PROBLEM TO WORK ON
Only lines containing "GameApi" are wanted from the data below. Copy those lines.

Stored data
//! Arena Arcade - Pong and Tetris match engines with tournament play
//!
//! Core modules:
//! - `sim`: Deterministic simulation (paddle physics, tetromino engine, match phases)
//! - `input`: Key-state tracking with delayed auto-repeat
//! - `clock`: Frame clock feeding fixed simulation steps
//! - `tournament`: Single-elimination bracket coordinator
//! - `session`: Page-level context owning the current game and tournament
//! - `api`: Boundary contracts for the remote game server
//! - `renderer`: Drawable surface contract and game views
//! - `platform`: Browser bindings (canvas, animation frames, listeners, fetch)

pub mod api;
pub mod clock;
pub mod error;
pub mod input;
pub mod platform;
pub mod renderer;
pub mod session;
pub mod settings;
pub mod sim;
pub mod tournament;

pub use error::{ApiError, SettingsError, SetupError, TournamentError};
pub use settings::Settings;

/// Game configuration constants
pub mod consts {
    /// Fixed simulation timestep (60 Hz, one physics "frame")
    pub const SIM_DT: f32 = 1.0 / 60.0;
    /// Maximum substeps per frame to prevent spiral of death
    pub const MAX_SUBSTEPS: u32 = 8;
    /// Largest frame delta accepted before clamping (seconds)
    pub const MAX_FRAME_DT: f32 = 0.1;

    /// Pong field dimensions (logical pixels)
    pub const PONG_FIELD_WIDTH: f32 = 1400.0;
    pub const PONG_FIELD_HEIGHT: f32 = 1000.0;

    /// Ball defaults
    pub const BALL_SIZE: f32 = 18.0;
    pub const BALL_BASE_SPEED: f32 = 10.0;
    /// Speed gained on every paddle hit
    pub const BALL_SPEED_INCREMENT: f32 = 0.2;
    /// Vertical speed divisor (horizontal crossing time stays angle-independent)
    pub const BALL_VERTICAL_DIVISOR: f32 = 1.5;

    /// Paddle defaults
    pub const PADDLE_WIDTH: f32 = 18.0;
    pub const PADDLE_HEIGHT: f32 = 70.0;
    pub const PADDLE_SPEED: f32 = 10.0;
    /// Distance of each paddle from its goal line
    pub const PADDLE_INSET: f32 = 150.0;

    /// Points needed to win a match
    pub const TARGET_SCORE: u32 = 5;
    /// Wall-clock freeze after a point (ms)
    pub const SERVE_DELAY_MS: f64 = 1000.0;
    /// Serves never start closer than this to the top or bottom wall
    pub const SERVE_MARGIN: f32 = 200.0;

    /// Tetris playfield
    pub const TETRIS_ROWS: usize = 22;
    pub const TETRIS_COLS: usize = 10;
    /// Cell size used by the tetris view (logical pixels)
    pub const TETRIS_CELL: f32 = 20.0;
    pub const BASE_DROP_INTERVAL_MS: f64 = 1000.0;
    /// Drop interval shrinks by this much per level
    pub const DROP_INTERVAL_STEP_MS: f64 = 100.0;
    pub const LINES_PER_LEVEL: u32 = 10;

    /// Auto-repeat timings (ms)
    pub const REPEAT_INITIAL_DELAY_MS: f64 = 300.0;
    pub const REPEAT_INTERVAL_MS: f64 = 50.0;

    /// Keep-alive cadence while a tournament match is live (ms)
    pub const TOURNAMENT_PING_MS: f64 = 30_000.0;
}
==
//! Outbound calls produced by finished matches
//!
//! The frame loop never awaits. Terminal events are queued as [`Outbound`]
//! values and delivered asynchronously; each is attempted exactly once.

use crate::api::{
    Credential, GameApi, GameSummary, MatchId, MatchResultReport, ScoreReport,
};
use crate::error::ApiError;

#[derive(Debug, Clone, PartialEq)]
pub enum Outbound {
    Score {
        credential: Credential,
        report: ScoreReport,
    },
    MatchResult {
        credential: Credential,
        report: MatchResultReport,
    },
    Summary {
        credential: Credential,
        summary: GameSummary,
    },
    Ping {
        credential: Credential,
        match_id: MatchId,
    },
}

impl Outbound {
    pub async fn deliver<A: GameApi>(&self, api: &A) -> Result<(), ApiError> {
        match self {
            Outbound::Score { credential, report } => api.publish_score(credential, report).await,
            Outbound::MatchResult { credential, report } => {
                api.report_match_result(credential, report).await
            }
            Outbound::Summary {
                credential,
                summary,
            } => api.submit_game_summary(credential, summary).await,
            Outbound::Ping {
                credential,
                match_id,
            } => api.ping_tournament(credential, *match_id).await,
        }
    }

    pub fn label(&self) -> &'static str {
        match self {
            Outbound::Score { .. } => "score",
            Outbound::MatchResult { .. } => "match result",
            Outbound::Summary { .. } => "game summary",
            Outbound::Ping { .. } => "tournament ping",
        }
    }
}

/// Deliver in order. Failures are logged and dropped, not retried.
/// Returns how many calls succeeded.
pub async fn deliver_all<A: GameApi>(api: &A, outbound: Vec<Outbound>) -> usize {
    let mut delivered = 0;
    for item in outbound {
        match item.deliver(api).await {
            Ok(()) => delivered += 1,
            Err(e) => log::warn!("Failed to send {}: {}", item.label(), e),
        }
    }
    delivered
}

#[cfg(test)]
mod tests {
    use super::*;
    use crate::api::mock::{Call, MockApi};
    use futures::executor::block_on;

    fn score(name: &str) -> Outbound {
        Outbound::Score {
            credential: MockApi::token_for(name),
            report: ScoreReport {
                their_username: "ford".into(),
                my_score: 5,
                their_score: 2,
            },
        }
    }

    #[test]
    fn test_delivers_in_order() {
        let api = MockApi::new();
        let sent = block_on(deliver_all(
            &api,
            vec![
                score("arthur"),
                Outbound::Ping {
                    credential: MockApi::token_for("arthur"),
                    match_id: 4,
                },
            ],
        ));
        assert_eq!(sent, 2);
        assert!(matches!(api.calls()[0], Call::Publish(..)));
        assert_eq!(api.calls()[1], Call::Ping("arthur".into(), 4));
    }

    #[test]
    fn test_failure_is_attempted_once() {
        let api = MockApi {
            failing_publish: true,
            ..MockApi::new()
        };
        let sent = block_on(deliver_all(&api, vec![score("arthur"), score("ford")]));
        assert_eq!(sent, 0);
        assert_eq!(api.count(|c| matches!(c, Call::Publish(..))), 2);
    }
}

EXERCISE OUTPUT
    Credential, GameApi, GameSummary, MatchId, MatchResultReport, ScoreReport,
    pub async fn deliver<A: GameApi>(&self, api: &A) -> Result<(), ApiError> {
pub async fn deliver_all<A: GameApi>(api: &A, outbound: Vec<Outbound>) -> usize {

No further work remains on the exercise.